It’s the nature of many Midwesterners to be healthy skeptics of jargon and buzz phrases. Being pragmatic and skeptical, we hear a phrase like “social determinants of health” about three times and wonder what is being cloaked behind jargon. What is being foisted upon hardworking taxpayers?
Because “social determinants of health” help our fire department, police officers, EMTs, and county leaders determine how to be fiscally responsible, we’re going to try to explain in “Layman’s terms. None of that industry [omitted BS] jargon nobody understands,” as Frank Shirley ordered Clark Griswold in National Lampoon’s Christmas Vacation.
Briefly, the phrase “social determinants of health” refers to the complicating factors that increase unhealthy behaviors and outcomes that cause people to visit the emergency department frequently, be diagnosed with chronic health conditions, develop substance use disorders, die young, end up in jail or need hospitalization for behavioral or mental health problems. All of the poor outcomes have more than one cause, and some of those causes have been missed or overlooked because professionals don’t see the conditions in which their client or patient was raised, lives, works, worships and attends school.
Food is a great place to start. Physicians (and teachers) don’t know if the client (or student) has enough food, let alone healthy food, the knowledge to discern healthy from unhealthy, or the transportation to get to healthy food.

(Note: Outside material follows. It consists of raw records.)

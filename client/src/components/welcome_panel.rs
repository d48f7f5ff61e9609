//! Main-area placeholder shown while no conversation view exists.

use leptos::prelude::*;

use crate::components::icons::{Icon, render_icon};

#[component]
pub fn WelcomePanel() -> impl IntoView {
    view! {
        <main class="welcome-panel">
            <div class="welcome-panel__inner">
                <div class="welcome-panel__badge">{render_icon(Icon::MessageCircle)}</div>
                <h1 class="welcome-panel__title">"Welcome to Orizu"</h1>
                <p class="welcome-panel__copy">
                    "Select a room from the sidebar or start a new conversation to begin chatting securely on Matrix."
                </p>
            </div>
        </main>
    }
}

Deprivation harms brain development in young people leading to poor educational outcomes. When those kids become adults, they may not have the education to land a secure job nor the knowledge of what to eat to prevent obesity, diabetes, high blood pressure, heart conditions, even some cancers that have clear dietary causes. Too soon, they must rely upon the local ER to treat their conditions, often because they lack health insurance to go to regular office hours.
Consider this scenario. Crawfordsvillians living on a fixed income in Waterford Apartments often walk or scoot their mechanized wheelchairs to the nearby dollar store to purchase groceries and necessities. It’s the only place close by but those stores sell shelf-stable products, high in salt, fat, sugar or corn syrup, and processed grain. (Milk, eggs, cheese and frozen and canned veggies may be the exception). Most foods processed for an extended shelf life are linked to chronic conditions like diabetes, heart conditions, as well as colon cancer.

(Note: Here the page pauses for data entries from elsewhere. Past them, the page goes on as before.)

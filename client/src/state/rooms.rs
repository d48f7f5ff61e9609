//! Room summaries for the home screen's room list.
//!
//! SYSTEM CONTEXT
//! ==============
//! There is no chat backend yet. The list is the fixed demo set returned by
//! [`demo_rooms`], and selection/search live only in [`HomeState`] for the
//! lifetime of the page.

#[cfg(test)]
#[path = "rooms_test.rs"]
mod rooms_test;

use serde::{Deserialize, Serialize};

/// Unread counts above this render as `"99+"`.
pub const MAX_BADGE_COUNT: u32 = 99;

/// Room selected when the home screen first renders.
pub const INITIAL_SELECTED_ROOM_ID: &str = "3";

/// Room category; decides the row icon.
#[derive(Clone, Copy, Debug, PartialEq, Eq, Serialize, Deserialize)]
#[serde(rename_all = "lowercase")]
pub enum RoomKind {
    Channel,
    #[serde(rename = "dm")]
    DirectMessage,
    Space,
}

impl RoomKind {
    /// Short glyph used as the icon's accessible label.
    pub fn glyph(self) -> &'static str {
        match self {
            Self::Channel => "#",
            Self::DirectMessage => "@",
            Self::Space => "\u{1F310}",
        }
    }

    pub fn label(self) -> &'static str {
        match self {
            Self::Channel => "Channel",
            Self::DirectMessage => "Direct message",
            Self::Space => "Space",
        }
    }
}

/// A room as shown in the sidebar list.
#[derive(Clone, Debug, PartialEq, Eq, Serialize, Deserialize)]
pub struct RoomSummary {
    pub id: String,
    pub name: String,
    #[serde(rename = "type")]
    pub kind: RoomKind,
    pub unread: u32,
}

impl RoomSummary {
    fn new(id: &str, name: &str, kind: RoomKind, unread: u32) -> Self {
        Self { id: id.to_owned(), name: name.to_owned(), kind, unread }
    }
}

/// The fixed room list rendered by the prototype.
pub fn demo_rooms() -> Vec<RoomSummary> {
    vec![
        RoomSummary::new("1", "#general", RoomKind::Channel, 5),
        RoomSummary::new("2", "#random", RoomKind::Channel, 0),
        RoomSummary::new("3", "@bob:matrix.org", RoomKind::DirectMessage, 12),
        RoomSummary::new("4", "Design Team", RoomKind::Space, 0),
        RoomSummary::new("5", "#ui-ux", RoomKind::Channel, 2),
    ]
}

/// Badge text for an unread count: nothing for zero, capped at `"99+"`.
pub fn unread_badge(unread: u32) -> Option<String> {
    match unread {
        0 => None,
        n if n > MAX_BADGE_COUNT => Some(format!("{MAX_BADGE_COUNT}+")),
        n => Some(n.to_string()),
    }
}

/// Rooms whose name contains `query` (trimmed, case-insensitive).
pub fn filter_rooms<'a>(rooms: &'a [RoomSummary], query: &str) -> Vec<&'a RoomSummary> {
    let needle = query.trim().to_lowercase();
    rooms
        .iter()
        .filter(|room| needle.is_empty() || room.name.to_lowercase().contains(&needle))
        .collect()
}

/// Session-local home screen state.
#[derive(Clone, Debug)]
pub struct HomeState {
    pub rooms: Vec<RoomSummary>,
    pub selected_room_id: Option<String>,
    pub room_query: String,
}

impl Default for HomeState {
    fn default() -> Self {
        Self {
            rooms: demo_rooms(),
            selected_room_id: Some(INITIAL_SELECTED_ROOM_ID.to_owned()),
            room_query: String::new(),
        }
    }
}

impl HomeState {
    pub fn is_selected(&self, room_id: &str) -> bool {
        self.selected_room_id.as_deref() == Some(room_id)
    }

    /// Select `room_id` if it names a known room.
    pub fn select(&mut self, room_id: &str) {
        if self.rooms.iter().any(|r| r.id == room_id) {
            self.selected_room_id = Some(room_id.to_owned());
        }
    }

    pub fn visible_rooms(&self) -> Vec<RoomSummary> {
        filter_rooms(&self.rooms, &self.room_query).into_iter().cloned().collect()
    }
}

To complicate matters, low-income apartments often present a host of other low-grade risk factors to health and safety: poor ventilation, higher incidence of mold and dust trapped in carpets and walls that increase asthma, less access to outdoor parks for safe physical activity, higher rates of crime which deters outdoor activity, among others.
Furthermore, many of the residents lack the know-how and the resources to lobby local leaders for the following:
-A clinic within walking distance (or more accessible public transportation)

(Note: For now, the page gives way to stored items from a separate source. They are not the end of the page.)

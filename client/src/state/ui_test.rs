use super::*;

// =============================================================
// UiState defaults
// =============================================================

#[test]
fn ui_state_default_dark_mode_off() {
    let state = UiState::default();
    assert!(!state.dark_mode);
}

-Markets with fresh fruit (not just canned fruit in heavy syrup)
-Protein that isn’t steeped in sodium and other preservatives.
-Well-maintained and repaired apartments where carpeting doesn’t exhale years of cleaning products and spills.
-Parking and parks, well-lit roads, and outdoor monitoring so that whole blocks of cars are not robbed overnight.
Those are not the only social determinants of health because chronic health conditions are not the only problems. At-risk pregnancies, older adults aging-in-place, people with addiction, arrest records, who’ve served jail time or have been evicted, those who lack stable shelter, and those with mental or behavioral issues also have high recidivism rates. There isn’t enough space to unpack each scenario, but those are the problems for which our public servants look at social determinants of health.
The point is to reduce the cost we all share. Preventing multiple ER visits from uninsured patients reduces the cost of healthcare that hospitals redistribute to insured patients. Reducing arrests and jail time saves taxpayers. Treating substance use disorders reduces jail time and poor health outcomes. Providing maternity care for at-risk, uninsured pregnancies reduces long hospitalizations and costly NICU care. Preventative care saves lives and dollars. Triage care deals with acute symptoms and is built just to save a life at that moment. It serves a purpose but that purpose lacks forward thinking.
Harvard’s Global Health Education and Learning Incubator noted that “if we intervene and address (or work to change) determinants at the distal level, they can have a potentially greater impact on population health than simply focusing on individual behaviors, attitudes, or biological factors.”
As research shows, poverty contributes to a higher likelihood of heart disease. If we as a community deal with poverty, as well as a robust ecology of groceries, transportation options, preventative health care, community education, and places for physical activity, as well as fair paying jobs and insurance coverage, we will save lives and see a robust return on our investment fiscally.